After making iPSCs, they grew them for seven days with two other cells; human embryonic stem cells and a mouse bone marrow cell line called OP9.  This combination converted the iPSCs into bone marrow stem cells.  The bone marrow stem cells were isolated and cultured for five days with chemicals that are known to push bone marrow stem cells to become red blood cells.  These chemicals (erythropoietin, stem cell factor, thrombopoietin, interleukin-3, dexamethasone, insulin, interleukin-6, and iron), drove the stem cells to become red blood cell-like cells.  Because these cells were also grown under conditions that prevented them from attaching they grew and differentiated.  After five days, the cells were maintained on another mouse bone marrow cells line called MS5 cells.

Dias and her colleagues also used an alternative technique that worked just as well that did not include isolating the bone marrow stem cells, but subjected the cells to a Percoll centrifugation that also isolated the differentiating cells from the other cells.  This technique seemed faster and less troublesome.

Neither of these techniques could be employed if these cells were to be used for human treatments.  The use of animal cells lines could contaminate the iPSCs with animal viruses or animal proteins.  Both of these would cause the human immune system to react adversely to the cells (Martin MJ, Muotri A, Gage F, Varki A. Human embryonic stem cells express an immunogenic nonhuman sialic acid.Nat Med. 2005 Feb;11(2):228-32).  Therefore, some other protocol will need to be devised if this type of treatment is employed for anemic humans.

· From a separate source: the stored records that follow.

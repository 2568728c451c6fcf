//! Derive macros for Composable Todo
//!
//! This crate provides procedural macros to reduce boilerplate around action
//! enums that cross a string-keyed boundary (wire formats, shells, logs).
//!
//! # Available Macros
//!
//! - `#[derive(Action)]` - Generates `kind()`, `KINDS` and `is_recognized()`
//!
//! # Example
//!
//! ```ignore
//! use composable_todo_macros::Action;
//!
//! #[derive(Action, Clone, Debug)]
//! enum TodoAction {
//!     #[action(kind = "add-todo")]
//!     Add { name: String },
//!
//!     #[action(fallback)]
//!     Unknown { kind: String },
//! }
//!
//! assert_eq!(TodoAction::Add { name: "milk".into() }.kind(), "add-todo");
//! assert_eq!(TodoAction::KINDS, &["add-todo"]);
//! ```

#![forbid(unsafe_code)]
#![warn(missing_docs)]

use proc_macro::TokenStream;
use quote::quote;
use syn::{parse_macro_input, Attribute, Data, DeriveInput, Fields, LitStr, Variant};

/// Kind string reported by the fallback variant
const FALLBACK_KIND: &str = "unknown";

/// Derive macro for Action enums
///
/// Generates helper methods for action enums:
/// - `KINDS` - The kind strings of every recognized variant, in declaration order
/// - `kind()` - Returns the kind string of this variant
/// - `is_recognized()` - Returns false only for the fallback variant
///
/// # Attributes
///
/// - `#[action(kind = "...")]` - Override the kind string (default: kebab-case variant name)
/// - `#[action(fallback)]` - Mark the variant that stands in for unrecognized kinds;
///   its `kind()` is `"unknown"` and it is left out of `KINDS`
///
/// # Panics
///
/// This macro will produce a compile error (not a runtime panic) if:
/// - Applied to a non-enum type
/// - More than one variant is marked `#[action(fallback)]`
/// - A variant is both `fallback` and given a `kind`
/// - Two variants share a kind string
#[proc_macro_derive(Action, attributes(action))]
pub fn derive_action(input: TokenStream) -> TokenStream {
    let input = parse_macro_input!(input as DeriveInput);
    let name = &input.ident;

    let Data::Enum(data_enum) = &input.data else {
        return syn::Error::new_spanned(input, "#[derive(Action)] can only be used on enums")
            .to_compile_error()
            .into();
    };

    let mut kinds = Vec::new();
    let mut kind_arms = Vec::new();
    let mut fallback_pattern = None;

    for variant in &data_enum.variants {
        let options = match ActionOptions::parse(&variant.attrs) {
            Ok(options) => options,
            Err(error) => return error.to_compile_error().into(),
        };

        let pattern = variant_pattern(variant);

        if options.fallback {
            if options.kind.is_some() {
                return syn::Error::new_spanned(
                    variant,
                    "A fallback variant cannot declare a kind",
                )
                .to_compile_error()
                .into();
            }
            if fallback_pattern.is_some() {
                return syn::Error::new_spanned(
                    variant,
                    "Only one variant can be #[action(fallback)]",
                )
                .to_compile_error()
                .into();
            }
            kind_arms.push(quote! { #pattern => #FALLBACK_KIND, });
            fallback_pattern = Some(pattern);
            continue;
        }

        let kind = options
            .kind
            .unwrap_or_else(|| kebab_case(&variant.ident.to_string()));

        if kinds.contains(&kind) {
            return syn::Error::new_spanned(variant, format!("Duplicate action kind \"{kind}\""))
                .to_compile_error()
                .into();
        }

        kind_arms.push(quote! { #pattern => #kind, });
        kinds.push(kind);
    }

    let is_recognized_body = match &fallback_pattern {
        Some(pattern) => quote! { !matches!(self, #pattern) },
        None => quote! { true },
    };

    let expanded = quote! {
        impl #name {
            /// Kind strings of every recognized action, in declaration order
            pub const KINDS: &'static [&'static str] = &[#(#kinds),*];

            /// Returns the kind string of this action
            #[must_use]
            pub const fn kind(&self) -> &'static str {
                match self {
                    #(#kind_arms)*
                }
            }

            /// Returns false if this action stands in for an unrecognized kind
            #[must_use]
            pub const fn is_recognized(&self) -> bool {
                #is_recognized_body
            }
        }
    };

    TokenStream::from(expanded)
}

/// Options collected from `#[action(...)]` attributes on one variant
#[derive(Default)]
struct ActionOptions {
    kind: Option<String>,
    fallback: bool,
}

impl ActionOptions {
    fn parse(attrs: &[Attribute]) -> syn::Result<Self> {
        let mut options = Self::default();

        for attr in attrs.iter().filter(|attr| attr.path().is_ident("action")) {
            attr.parse_nested_meta(|meta| {
                if meta.path.is_ident("kind") {
                    let value: LitStr = meta.value()?.parse()?;
                    options.kind = Some(value.value());
                    Ok(())
                } else if meta.path.is_ident("fallback") {
                    options.fallback = true;
                    Ok(())
                } else {
                    Err(meta.error("expected `kind = \"...\"` or `fallback`"))
                }
            })?;
        }

        Ok(options)
    }
}

/// Match pattern for a variant that ignores its fields
fn variant_pattern(variant: &Variant) -> proc_macro2::TokenStream {
    let ident = &variant.ident;
    match &variant.fields {
        Fields::Named(_) => quote! { Self::#ident { .. } },
        Fields::Unnamed(_) => quote! { Self::#ident(..) },
        Fields::Unit => quote! { Self::#ident },
    }
}

/// `AddTodo` -> `add-todo`
fn kebab_case(ident: &str) -> String {
    let mut out = String::with_capacity(ident.len() + 4);
    for (index, ch) in ident.chars().enumerate() {
        if ch.is_uppercase() {
            if index > 0 {
                out.push('-');
            }
            out.extend(ch.to_lowercase());
        } else {
            out.push(ch);
        }
    }
    out
}
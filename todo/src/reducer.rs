//! Reducer logic for the to-do list.
//!
//! Every transition is total: unknown ids and unknown action kinds leave the
//! list as it was, and any name (including the empty string) is accepted.

use crate::types::{TodoAction, TodoId, TodoItem, TodoList};
use composable_todo_core::{
    effect::Effect,
    environment::{IdGenerator, SequentialIdGenerator},
    reducer::Reducer,
    SmallVec,
};
use std::sync::Arc;

/// Environment dependencies for the to-do reducer
#[derive(Clone)]
pub struct TodoEnvironment {
    /// Source of ids for new items
    pub ids: Arc<dyn IdGenerator>,
}

impl TodoEnvironment {
    /// Creates a new `TodoEnvironment`
    #[must_use]
    pub fn new(ids: Arc<dyn IdGenerator>) -> Self {
        Self { ids }
    }
}

impl Default for TodoEnvironment {
    fn default() -> Self {
        Self::new(Arc::new(SequentialIdGenerator::new()))
    }
}

impl std::fmt::Debug for TodoEnvironment {
    fn fmt(&self, f: &mut std::fmt::Formatter<'_>) -> std::fmt::Result {
        f.debug_struct("TodoEnvironment").finish_non_exhaustive()
    }
}

/// Reducer for the to-do list
#[derive(Clone, Copy, Debug, Default)]
pub struct TodoReducer;

impl TodoReducer {
    /// Creates a new `TodoReducer`
    #[must_use]
    pub const fn new() -> Self {
        Self
    }

    /// Draws ids until one is not already in the list
    ///
    /// Terminates because an `IdGenerator` never repeats a value and the list
    /// is finite.
    fn fresh_id(state: &TodoList, env: &TodoEnvironment) -> TodoId {
        loop {
            let id = TodoId::new(env.ids.next_id());
            if !state.contains(id) {
                return id;
            }
            tracing::debug!(%id, "Generated id already in list, drawing again");
        }
    }
}

impl Reducer for TodoReducer {
    type State = TodoList;
    type Action = TodoAction;
    type Environment = TodoEnvironment;

    fn reduce(
        &self,
        state: &mut Self::State,
        action: Self::Action,
        env: &Self::Environment,
    ) -> SmallVec<[Effect<Self::Action>; 4]> {
        match action {
            TodoAction::Add { name } => {
                let id = Self::fresh_id(state, env);
                tracing::debug!(%id, name = %name, "Adding todo");
                state.push(TodoItem::new(id, name));
            },

            TodoAction::Toggle { id } => match state.get_mut(id) {
                Some(todo) => {
                    todo.toggle();
                    tracing::debug!(%id, complete = todo.complete, "Toggled todo");
                },
                None => tracing::debug!(%id, "Toggle ignored: no such todo"),
            },

            TodoAction::Delete { id } => {
                if state.remove(id).is_some() {
                    tracing::debug!(%id, "Deleted todo");
                } else {
                    tracing::debug!(%id, "Delete ignored: no such todo");
                }
            },

            TodoAction::Unknown { kind } => {
                tracing::debug!(kind = %kind, "Ignoring unknown action kind");
            },
        }

        tracing::trace!(len = state.len(), "Todo list updated");

        SmallVec::new()
    }
}
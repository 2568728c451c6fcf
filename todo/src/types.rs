//! Domain types for the to-do list.
//!
//! A list is an ordered sequence of items. Items are appended by `Add`, flipped
//! by `Toggle` and removed by `Delete`; nothing else changes them.

use composable_todo_macros::Action;
use serde::{Deserialize, Deserializer, Serialize};
use std::num::ParseIntError;
use std::str::FromStr;

/// Unique identifier for a to-do item
#[derive(Clone, Copy, Debug, PartialEq, Eq, Hash, PartialOrd, Ord, Serialize, Deserialize)]
#[serde(transparent)]
pub struct TodoId(u64);

impl TodoId {
    /// Creates a `TodoId` from its numeric value
    #[must_use]
    pub const fn new(value: u64) -> Self {
        Self(value)
    }

    /// Returns the numeric value
    #[must_use]
    pub const fn get(self) -> u64 {
        self.0
    }
}

impl From<u64> for TodoId {
    fn from(value: u64) -> Self {
        Self(value)
    }
}

impl std::fmt::Display for TodoId {
    fn fmt(&self, f: &mut std::fmt::Formatter<'_>) -> std::fmt::Result {
        write!(f, "{}", self.0)
    }
}

impl FromStr for TodoId {
    type Err = ParseIntError;

    fn from_str(s: &str) -> Result<Self, Self::Err> {
        s.trim().parse().map(Self)
    }
}

/// A single to-do item
#[derive(Clone, Debug, PartialEq, Eq, Serialize, Deserialize)]
pub struct TodoItem {
    /// Unique identifier, fixed at creation
    pub id: TodoId,
    /// Label, fixed at creation (may be empty)
    pub name: String,
    /// Whether the item is done
    pub complete: bool,
}

impl TodoItem {
    /// Creates a new, not yet complete, item
    #[must_use]
    pub const fn new(id: TodoId, name: String) -> Self {
        Self {
            id,
            name,
            complete: false,
        }
    }

    /// Flips `complete`
    pub const fn toggle(&mut self) {
        self.complete = !self.complete;
    }
}

/// Ordered list of to-do items, in insertion order
///
/// Ids are unique within a list. Items only enter through the reducer's `Add`
/// transition or through [`TodoList::from_items`] when seeding state.
#[derive(Clone, Debug, Default, PartialEq, Eq, Serialize)]
#[serde(transparent)]
pub struct TodoList {
    items: Vec<TodoItem>,
}

impl TodoList {
    /// Creates an empty list
    #[must_use]
    pub const fn new() -> Self {
        Self { items: Vec::new() }
    }

    /// Creates a list from existing items, dropping any item whose id was
    /// already seen (first occurrence wins)
    #[must_use]
    pub fn from_items(items: impl IntoIterator<Item = TodoItem>) -> Self {
        let mut list = Self::new();
        for item in items {
            if !list.contains(item.id) {
                list.items.push(item);
            }
        }
        list
    }

    /// Returns the number of items
    #[must_use]
    pub fn len(&self) -> usize {
        self.items.len()
    }

    /// Returns true if the list has no items
    #[must_use]
    pub fn is_empty(&self) -> bool {
        self.items.is_empty()
    }

    /// Returns the number of completed items
    #[must_use]
    pub fn completed_count(&self) -> usize {
        self.items.iter().filter(|item| item.complete).count()
    }

    /// Returns the items in order
    #[must_use]
    pub fn items(&self) -> &[TodoItem] {
        &self.items
    }

    /// Iterates over the items in order
    pub fn iter(&self) -> std::slice::Iter<'_, TodoItem> {
        self.items.iter()
    }

    /// Returns an item by id
    #[must_use]
    pub fn get(&self, id: TodoId) -> Option<&TodoItem> {
        self.items.iter().find(|item| item.id == id)
    }

    /// Checks if an item with this id exists
    #[must_use]
    pub fn contains(&self, id: TodoId) -> bool {
        self.get(id).is_some()
    }

    pub(crate) fn push(&mut self, item: TodoItem) {
        self.items.push(item);
    }

    pub(crate) fn get_mut(&mut self, id: TodoId) -> Option<&mut TodoItem> {
        self.items.iter_mut().find(|item| item.id == id)
    }

    /// Removes the item with this id, returning it
    pub(crate) fn remove(&mut self, id: TodoId) -> Option<TodoItem> {
        let index = self.items.iter().position(|item| item.id == id)?;
        Some(self.items.remove(index))
    }
}

impl<'de> Deserialize<'de> for TodoList {
    fn deserialize<D>(deserializer: D) -> Result<Self, D::Error>
    where
        D: Deserializer<'de>,
    {
        Vec::<TodoItem>::deserialize(deserializer).map(Self::from_items)
    }
}

impl<'a> IntoIterator for &'a TodoList {
    type Item = &'a TodoItem;
    type IntoIter = std::slice::Iter<'a, TodoItem>;

    fn into_iter(self) -> Self::IntoIter {
        self.iter()
    }
}

/// Everything that can be dispatched to the to-do reducer
///
/// `kind()` strings match the wire format's `type` tag.
#[derive(Action, Clone, Debug, PartialEq, Eq)]
pub enum TodoAction {
    /// Append a new item named `name`
    #[action(kind = "add-todo")]
    Add {
        /// Name of the new item, taken verbatim
        name: String,
    },

    /// Flip `complete` on the item with this id
    #[action(kind = "toggle-todo")]
    Toggle {
        /// Item to toggle
        id: TodoId,
    },

    /// Remove the item with this id
    #[action(kind = "delete-todo")]
    Delete {
        /// Item to remove
        id: TodoId,
    },

    /// An action kind this reducer does not know; leaves state unchanged
    #[action(fallback)]
    Unknown {
        /// The unrecognized kind, kept for diagnostics
        kind: String,
    },
}
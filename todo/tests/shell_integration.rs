//! End-to-end tests: input lines through the shell into a live store.

#![allow(clippy::unwrap_used)]

use composable_todo_core::reducer::Reducer;
use composable_todo_testing::ScriptedIdGenerator;
use std::sync::{Arc, Mutex};
use std::time::Duration;
use todo::{
    shell, InputFormat, TodoAction, TodoEnvironment, TodoId, TodoList, TodoReducer, TodoStore,
};

fn store() -> TodoStore {
    TodoStore::new(TodoList::new(), TodoReducer::new(), TodoEnvironment::default())
}

async fn run_text(store: &TodoStore, input: &str) -> String {
    let mut output = Vec::new();
    shell::run(store, InputFormat::Text, input.as_bytes(), &mut output)
        .await
        .unwrap();
    String::from_utf8(output).unwrap()
}

#[tokio::test]
async fn test_store_dispatch_lifecycle() {
    let store = store();

    store
        .send(TodoAction::Add {
            name: "buy milk".to_string(),
        })
        .await
        .unwrap();
    let id = store.state(|list| list.items()[0].id).await;

    store.send(TodoAction::Toggle { id }).await.unwrap();
    assert_eq!(store.state(TodoList::completed_count).await, 1);

    store.send(TodoAction::Delete { id }).await.unwrap();
    assert!(store.state(TodoList::is_empty).await);

    store.shutdown(Duration::from_secs(1)).await.unwrap();
}

#[tokio::test]
async fn test_store_matches_direct_reduction() {
    let actions = [
        TodoAction::Add { name: "a".to_string() },
        TodoAction::Add { name: "b".to_string() },
        TodoAction::Toggle { id: TodoId::new(2) },
        TodoAction::Unknown { kind: "noop".to_string() },
        TodoAction::Delete { id: TodoId::new(1) },
    ];

    let store = store();
    for action in actions.clone() {
        store.send(action).await.unwrap();
    }

    let reducer = TodoReducer::new();
    let env = TodoEnvironment::default();
    let mut direct = TodoList::new();
    for action in actions {
        reducer.reduce(&mut direct, action, &env);
    }

    assert_eq!(store.state(Clone::clone).await, direct);
}

#[tokio::test]
async fn test_text_session_renders_after_each_line() {
    let store = store();
    let output = run_text(&store, "buy milk\nwalk dog\n/toggle 1\n/delete 2\n").await;

    assert_eq!(
        output,
        "[ ] 1: buy milk\n-- 0/1 complete\n\
         [ ] 1: buy milk\n[ ] 2: walk dog\n-- 0/2 complete\n\
         [x] 1: buy milk\n[ ] 2: walk dog\n-- 1/2 complete\n\
         [x] 1: buy milk\n-- 1/1 complete\n"
    );
}

#[tokio::test]
async fn test_text_session_reports_bad_lines_and_continues() {
    let store = store();
    let output = run_text(&store, "/toggle\n/delete x\n/frobnicate\na\n").await;

    let lines: Vec<_> = output.lines().collect();
    assert_eq!(
        lines,
        [
            "error: /toggle needs an item id",
            "error: /delete: \"x\" is not an item id",
            "error: unknown command: /frobnicate",
            "(no todos)",
            "[ ] 1: a",
            "-- 0/1 complete",
        ]
    );
}

#[tokio::test]
async fn test_non_utf8_line_is_reported_and_skipped() {
    let store = store();
    let mut output = Vec::new();

    shell::run(&store, InputFormat::Text, &b"a\n\xff\xfe\nb\n"[..], &mut output)
        .await
        .unwrap();

    let output = String::from_utf8(output).unwrap();
    assert!(output.contains("error: input line is not valid UTF-8"));
    let names: Vec<_> = store
        .state(|list| list.iter().map(|todo| todo.name.clone()).collect())
        .await;
    assert_eq!(names, ["a", "b"]);
}

#[tokio::test]
async fn test_crlf_line_endings_are_stripped() {
    let store = store();
    run_text(&store, "buy milk\r\n/toggle 1\r\n").await;

    let list = store.state(Clone::clone).await;
    assert_eq!(list.items()[0].name, "buy milk");
    assert!(list.items()[0].complete);
}

/// Collects formatted log output
#[derive(Clone, Default)]
struct CapturedLogs(Arc<Mutex<Vec<u8>>>);

impl std::io::Write for CapturedLogs {
    fn write(&mut self, buf: &[u8]) -> std::io::Result<usize> {
        self.0.lock().unwrap().extend_from_slice(buf);
        Ok(buf.len())
    }

    fn flush(&mut self) -> std::io::Result<()> {
        Ok(())
    }
}

#[tokio::test]
async fn test_dispatch_log_reports_length_after_each_action() {
    let logs = CapturedLogs::default();
    let subscriber = tracing_subscriber::fmt()
        .with_writer({
            let logs = logs.clone();
            move || logs.clone()
        })
        .with_ansi(false)
        .with_max_level(tracing::Level::INFO)
        .finish();
    let _guard = tracing::subscriber::set_default(subscriber);

    let store = store();
    run_text(&store, "a\nb\n/toggle 1\nc\n").await;

    let logs = String::from_utf8(logs.0.lock().unwrap().clone()).unwrap();
    let dispatched: Vec<_> = logs.lines().filter(|line| line.contains("Dispatched")).collect();
    assert_eq!(dispatched.len(), 4);

    let expected = [
        ("add-todo", 1, 0),
        ("add-todo", 2, 0),
        ("toggle-todo", 2, 1),
        ("add-todo", 3, 1),
    ];
    for (line, (kind, len, completed)) in dispatched.iter().zip(expected) {
        assert!(line.contains(&format!("kind=\"{kind}\"")), "{line}");
        assert!(line.contains(&format!("len={len} ")), "{line}");
        assert!(line.contains(&format!("completed={completed}")), "{line}");
    }
}

#[tokio::test]
async fn test_quit_stops_reading() {
    let store = store();
    let output = run_text(&store, "a\n/quit\nb\n").await;

    assert!(!output.contains("b"));
    assert_eq!(store.state(TodoList::len).await, 1);
}

#[tokio::test]
async fn test_missing_ids_leave_list_alone() {
    let store = store();
    run_text(&store, "a\n/toggle 42\n/delete 42\n").await;

    let list = store.state(Clone::clone).await;
    assert_eq!(list.len(), 1);
    assert!(!list.items()[0].complete);
}

#[tokio::test]
async fn test_json_session_prints_list_arrays() {
    let store = TodoStore::new(
        TodoList::new(),
        TodoReducer::new(),
        TodoEnvironment::new(Arc::new(ScriptedIdGenerator::new([10, 20]))),
    );
    let input = concat!(
        r#"{"type":"add-todo","payload":{"name":"buy milk"}}"#,
        "\n\n",
        r#"{"type":"add-todo","payload":{"name":""}}"#,
        "\n",
        r#"{"type":"toggle-todo","payload":{"id":20}}"#,
        "\n",
        "not json\n",
        r#"{"type":"clear-all"}"#,
        "\n",
        r#"{"type":"delete-todo","payload":{"id":10}}"#,
        "\n",
    );

    let mut output = Vec::new();
    shell::run(&store, InputFormat::Json, input.as_bytes(), &mut output)
        .await
        .unwrap();
    let output = String::from_utf8(output).unwrap();
    let lines: Vec<_> = output.lines().collect();

    assert_eq!(lines.len(), 6);
    assert_eq!(lines[0], r#"[{"id":10,"name":"buy milk","complete":false}]"#);
    assert_eq!(
        lines[2],
        r#"[{"id":10,"name":"buy milk","complete":false},{"id":20,"name":"","complete":true}]"#
    );
    assert!(lines[3].starts_with(r#"{"error":"#));
    assert_eq!(lines[4], lines[2]);
    assert_eq!(lines[5], r#"[{"id":20,"name":"","complete":true}]"#);
}

#[tokio::test]
async fn test_every_dispatch_is_broadcast_in_order() {
    let store = store();
    let mut actions = store.subscribe_actions();

    run_text(&store, "a\n/list\n/toggle 1\n/nope\n").await;

    let mut kinds = Vec::new();
    while let Ok(action) = actions.try_recv() {
        kinds.push(action.kind());
    }
    assert_eq!(kinds, ["add-todo", "toggle-todo", "unknown"]);
}

#[tokio::test]
async fn test_shell_errors_after_shutdown() {
    let store = store();
    store.shutdown(Duration::from_millis(100)).await.unwrap();

    let mut output = Vec::new();
    let result = shell::run(&store, InputFormat::Text, "a\n".as_bytes(), &mut output).await;

    assert!(matches!(result, Err(shell::ShellError::Store(_))));
    assert_eq!(
        store.state(|list| list.get(TodoId::new(1)).cloned()).await,
        None
    );
}
//! A to-do list driven by a single pure reducer.
//!
//! The whole application state is a [`TodoList`]. It changes only through
//! [`TodoReducer`], which handles three actions (add, toggle, delete) and
//! treats anything else as a no-op. The reducer never emits effects; new ids
//! come from the injected [`TodoEnvironment`].
//!
//! # Quick Start
//!
//! ```no_run
//! use todo::{TodoAction, TodoEnvironment, TodoList, TodoReducer};
//! use composable_todo_runtime::Store;
//!
//! # async fn example() -> Result<(), Box<dyn std::error::Error>> {
//! let store = Store::new(TodoList::new(), TodoReducer::new(), TodoEnvironment::default());
//!
//! store.send(TodoAction::Add { name: "buy milk".to_string() }).await?;
//!
//! let id = store.state(|list| list.items()[0].id).await;
//! store.send(TodoAction::Toggle { id }).await?;
//!
//! let completed = store.state(TodoList::completed_count).await;
//! assert_eq!(completed, 1);
//! # Ok(())
//! # }
//! ```

pub mod config;
pub mod reducer;
pub mod shell;
pub mod types;
pub mod wire;

use composable_todo_runtime::Store;

pub use config::{Config, ConfigError, IdStrategy, InputFormat};
pub use reducer::{TodoEnvironment, TodoReducer};
pub use types::{TodoAction, TodoId, TodoItem, TodoList};
pub use wire::{decode_action, encode_action, encode_list, WireError};

/// Store type used by the shell and the binary
pub type TodoStore = Store<TodoList, TodoAction, TodoEnvironment, TodoReducer>;
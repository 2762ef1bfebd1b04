use sea_orm::entity::prelude::*;
use serde::{Deserialize, Serialize};

use super::role::Role;

#[sea_orm::model]
#[derive(Clone, Debug, PartialEq, Eq, DeriveEntityModel, Serialize, Deserialize)]
#[sea_orm(table_name = "user")]
pub struct Model {
    /// UUIDv7 primary key.
    #[sea_orm(primary_key, auto_increment = false)]
    pub id: Uuid,

    pub first_name: String,
    pub last_name: String,

    /// Stored lowercased and trimmed.
    #[sea_orm(unique)]
    pub email: String,

    /// Argon2id PHC string.
    pub password: String,

    pub role: Role,

    /// Profile image; URL and delete hash are set and cleared together.
    pub image_url: Option<String>,
    pub image_delete_hash: Option<String>,
}

impl ActiveModelBehavior for ActiveModel {}
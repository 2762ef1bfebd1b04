use std::time::Duration;

use async_trait::async_trait;
use reqwest::multipart::{Form, Part};
use serde::Deserialize;
use tracing::{debug, instrument};

use super::config::MediaConfig;
use super::error::MediaError;
use super::traits::{ImageUpload, MediaHost, UploadedImage};

/// Imgur-compatible image host client.
///
/// Uploads go to `POST {api_url}/image` as a multipart `image` part, deletions
/// to `DELETE {api_url}/image/{delete_hash}`. Both authenticate with the
/// anonymous `Client-ID` scheme.
pub struct ImgurHost {
    client: reqwest::Client,
    api_url: String,
    client_id: String,
    max_image_size: usize,
}

/// Response envelope shared by every Imgur endpoint.
#[derive(Debug, Deserialize)]
struct Envelope<T> {
    data: T,
    success: bool,
    status: u16,
}

#[derive(Debug, Deserialize)]
struct UploadData {
    link: String,
    deletehash: String,
}

/// Error payloads put a message (or an object with one) under `data.error`.
#[derive(Debug, Deserialize)]
struct ErrorData {
    error: serde_json::Value,
}

impl ImgurHost {
    pub fn new(config: &MediaConfig) -> Result<Self, MediaError> {
        let client = reqwest::Client::builder()
            .timeout(Duration::from_secs(config.timeout_secs))
            .build()?;

        Ok(Self {
            client,
            api_url: config.api_url.trim_end_matches('/').to_string(),
            client_id: config.client_id.clone(),
            max_image_size: config.max_image_size,
        })
    }

    fn endpoint(&self, path: &str) -> String {
        format!("{}/{}", self.api_url, path.trim_start_matches('/'))
    }

    fn auth_header(&self) -> String {
        format!("Client-ID {}", self.client_id)
    }
}

#[async_trait]
impl MediaHost for ImgurHost {
    #[instrument(skip(self, image), fields(file_name = %image.file_name, size = image.bytes.len()))]
    async fn upload(&self, image: ImageUpload) -> Result<UploadedImage, MediaError> {
        if image.bytes.len() > self.max_image_size {
            return Err(MediaError::TooLarge {
                actual: image.bytes.len(),
                limit: self.max_image_size,
            });
        }

        let part = Part::bytes(image.bytes)
            .file_name(image.file_name)
            .mime_str(&image.content_type)?;
        let form = Form::new().text("type", "file").part("image", part);

        let res = self
            .client
            .post(self.endpoint("image"))
            .header(reqwest::header::AUTHORIZATION, self.auth_header())
            .multipart(form)
            .send()
            .await?;

        let status = res.status();
        let body = res.text().await?;
        if !status.is_success() {
            return Err(rejected(status.as_u16(), &body));
        }

        let uploaded = parse_upload(&body)?;
        debug!(url = %uploaded.url, "Image uploaded");
        Ok(uploaded)
    }

    #[instrument(skip(self, delete_hash))]
    async fn delete(&self, delete_hash: &str) -> Result<(), MediaError> {
        let res = self
            .client
            .delete(self.endpoint(&format!("image/{delete_hash}")))
            .header(reqwest::header::AUTHORIZATION, self.auth_header())
            .send()
            .await?;

        let status = res.status();
        let body = res.text().await?;
        if !status.is_success() {
            return Err(rejected(status.as_u16(), &body));
        }

        parse_delete(&body)
    }
}

fn parse_upload(body: &str) -> Result<UploadedImage, MediaError> {
    let envelope: Envelope<UploadData> =
        serde_json::from_str(body).map_err(|e| MediaError::InvalidResponse(e.to_string()))?;
    if !envelope.success {
        return Err(MediaError::Rejected {
            status: envelope.status,
            message: "upload reported success=false".into(),
        });
    }
    Ok(UploadedImage {
        url: envelope.data.link,
        delete_hash: envelope.data.deletehash,
    })
}

fn parse_delete(body: &str) -> Result<(), MediaError> {
    let envelope: Envelope<serde_json::Value> =
        serde_json::from_str(body).map_err(|e| MediaError::InvalidResponse(e.to_string()))?;
    if envelope.success && envelope.data != serde_json::Value::Bool(false) {
        Ok(())
    } else {
        Err(MediaError::Rejected {
            status: envelope.status,
            message: "deletion not confirmed".into(),
        })
    }
}

fn rejected(status: u16, body: &str) -> MediaError {
    let message = serde_json::from_str::<Envelope<ErrorData>>(body)
        .ok()
        .map(|e| match e.data.error {
            serde_json::Value::String(s) => s,
            serde_json::Value::Object(obj) => obj
                .get("message")
                .and_then(|m| m.as_str())
                .unwrap_or("unknown error")
                .to_string(),
            other => other.to_string(),
        })
        .unwrap_or_else(|| body.chars().take(200).collect());
    MediaError::Rejected { status, message }
}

Nevertheless, this culture did generate red blood cells that expressed mainly embryonic and fetal types of hemoglobin.  While there was some adult hemoglobin made, it was the minority molecule.  All of the cells produced by this cell culture system were of the same type as those that produce red blood cells (erythroid), and not of those that make white blood cells (myeloid).  This shows that it is feasible to make red blood cells from iPSCs, and it might even be feasible to produce them in a culture system that makes large quantities of them.  Other uses for culture systems like this could include making red blood cells to grow malarial parasites for drug research.  Clearly this is a remarkable discovery that may lead to a source of red blood cells for patients and laboratories alike.